Thanks Rudy. The adjustment on the mixing valve may have solved my problem. Is that something you normally adjust throughout the year when using shore water?

Rudy may jump in here and give you better information, but here is what I have found....

If the AH system is working properly, you should not have trouble getting and maintaining hot water (regardless of the outside temperature).  (Of course that is a big IF)

To answer your question is the relationship between input temperature and how many Gallons per minute you can consume while maintaining 115F water at the output.  AH recommends no more than a 1.5 gallons per minute shower head.


In my experience, the key to having plenty of hot water is having enough antifreeze in the tank.  I know that you said you have plenty, but if you are just reading off the bottle, you may get a wrong answer.  Use a piece of tape and mark the level on the bottle, then turn off the electric AND diesel heating.  Let the tank cool down for a few hours.  If you don't see the level change, then you probably have a leak in the hose that goes from the radiator cap to the bottle.  Once it is cool, carefully open the radiator cap.  With a ruler or some similar device measure  the coolant level.  I suspect you will find it low.  Top it off with DISTILLED WATER.

Also, your mixing valve may be broken and only allowing cold water through, but I would not think that would change with the amount of usage.

In the short term, you could convert to using tank water and turning up the bay heaters to "pre-heat" the water.

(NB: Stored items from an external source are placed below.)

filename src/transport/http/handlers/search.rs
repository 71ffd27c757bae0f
use crate::domain::catalog::{ErrorKind, GameResult};
use crate::transport::http::types::{ApiResponse, AppState, SearchParams};
use axum::extract::{Query, State};
use axum::http::StatusCode;
use axum::response::IntoResponse;
use axum::Json;

#[utoipa::path(
    get,
    path = "/api/bgg/search",
    params(SearchParams),
    responses(
        (status = 200, description = "Matching games, best ranked first", body = Vec<GameResult>),
        (status = 400, description = "Missing or empty query", body = ApiResponse),
        (status = 500, description = "Catalog provider unavailable", body = ApiResponse)
    )
)]
pub async fn search_handler(
    State(state): State<AppState>,
    Query(params): Query<SearchParams>,
) -> impl IntoResponse {
    let query = params.query.unwrap_or_default();

    match state.catalog.search(&query).await {
        Ok(results) => (StatusCode::OK, Json(results)).into_response(),
        Err(e) => match e.kind() {
            ErrorKind::InvalidInput => (
                StatusCode::BAD_REQUEST,
                Json(ApiResponse::error(e.to_string())),
            )
                .into_response(),
            ErrorKind::UpstreamUnavailable => {
                log::error!("Catalog search for '{}' failed: {}", query, e);
                (
                    StatusCode::INTERNAL_SERVER_ERROR,
                    Json(ApiResponse::error("Failed to fetch data from BGG API")),
                )
                    .into_response()
            }
        },
    }
}
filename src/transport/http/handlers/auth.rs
use crate::domain::listing::User;
use crate::transport::http::handlers::common::require_identity;
use crate::transport::http::types::ApiResponse;
use axum::http::{HeaderMap, StatusCode};
use axum::response::IntoResponse;
use axum::Json;

#[utoipa::path(
    get,
    path = "/api/auth/me",
    responses(
        (status = 200, description = "Current user profile", body = User),
        (status = 401, description = "Not authenticated", body = ApiResponse)
    )
)]
pub async fn me_handler(headers: HeaderMap) -> impl IntoResponse {
    match require_identity(&headers) {
        Ok(user) => (StatusCode::OK, Json(user)).into_response(),
        Err(resp) => resp.into_response(),
    }
}
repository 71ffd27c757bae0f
pub mod http;
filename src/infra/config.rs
//! Centralized configuration (environment variables + defaults).

use std::time::Duration;

const DEFAULT_BIND_ADDR: &str = "0.0.0.0:3001";
const DEFAULT_CATALOG_BASE_URL: &str = "https://boardgamegeek.com/xmlapi2";
const DEFAULT_CATALOG_TIMEOUT_SECS: u64 = 10;

/// Database URL must be provided (no default) for safety.
pub fn database_url() -> anyhow::Result<String> {
    std::env::var("DATABASE_URL").map_err(|_| anyhow::anyhow!("DATABASE_URL must be set"))
}

/// Socket address the API server listens on.
pub fn bind_addr() -> String {
    non_empty_var("BIND_ADDR").unwrap_or_else(|| DEFAULT_BIND_ADDR.to_string())
}

/// Allowed CORS origin. `None` means any origin is accepted.
pub fn cors_origin() -> Option<String> {
    non_empty_var("CORS_ORIGIN")
}

/// Settings for the external catalog provider.
#[derive(Debug, Clone)]
pub struct CatalogConfig {
    /// Base URL of the XML API, without a trailing slash.
    pub base_url: String,
    /// Upper bound for each individual upstream request.
    pub timeout: Duration,
    /// Optional bearer token sent with every request.
    pub api_token: Option<String>,
}

impl CatalogConfig {
    pub fn from_env() -> Self {
        let base_url = non_empty_var("BGG_API_BASE_URL")
            .unwrap_or_else(|| DEFAULT_CATALOG_BASE_URL.to_string());

        let timeout_secs = match non_empty_var("CATALOG_TIMEOUT_SECS") {
            Some(v) => match v.parse::<u64>() {
                Ok(secs) => secs.max(1),
                Err(_) => {
                    log::warn!(
                        "CATALOG_TIMEOUT_SECS={} is not a valid number, using {}s",
                        v,
                        DEFAULT_CATALOG_TIMEOUT_SECS
                    );
                    DEFAULT_CATALOG_TIMEOUT_SECS
                }
            },
            None => DEFAULT_CATALOG_TIMEOUT_SECS,
        };

        Self {
            base_url: base_url.trim_end_matches('/').to_string(),
            timeout: Duration::from_secs(timeout_secs),
            api_token: non_empty_var("BGG_API_TOKEN"),
        }
    }
}

fn non_empty_var(key: &str) -> Option<String> {
    std::env::var(key)
        .ok()
        .map(|v| v.trim().to_string())
        .filter(|v| !v.is_empty())
}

Here are the things that were wrong with my AH when I bought the coach...
- Leak in tank about half way down allowed coolant to constantly leak under coach
- Leak in neck of tank where the flange attached to hold the radiator cap
- Leak in hose that went to bottle
- Bad mixing valve
- Bad shower temperature select cartridge
- Webasto blower motor was bad and needed to be rebuilt
I have found that internal tank vs shore water makes a huge diffference in how long the water lasts. The second thing that makes a huge difference is flow rate.

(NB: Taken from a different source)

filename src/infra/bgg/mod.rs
pub mod client;
pub mod schema;

pub use client::BggClient;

If it's winter and I want a long shower, I make sure I run off the tank and I throttle the flow rate back with the shower control handle.

All of the tech info above is quite useful if you want to diagnose if you have an AH problem. It's good to know how much water is actually coming out of the shower. A five gallon bucket and timer will tell you that in a few minutes. A thermometer will tell you the temp of the incoming water.
Not a bad idea to exersize the mixing valve when the burner is out for ervice. Exirsizing is turning all the way one way, then all the way the other way two times. Then set beck to where you started.

I understand this keeps the heat sensitive wax working better.

I second Bill and Richard's comments.
Thank you Bill, I was low , I added several gallons of distilled water. I will look for any leaks . Does anyone know the capacity of the aquahot in case I had leaked everything out?
The Aqua Hot heater in a Newell has a 16 gal tank capacity.
Any reason why kitchen would be super hot and shower doesn't get that way?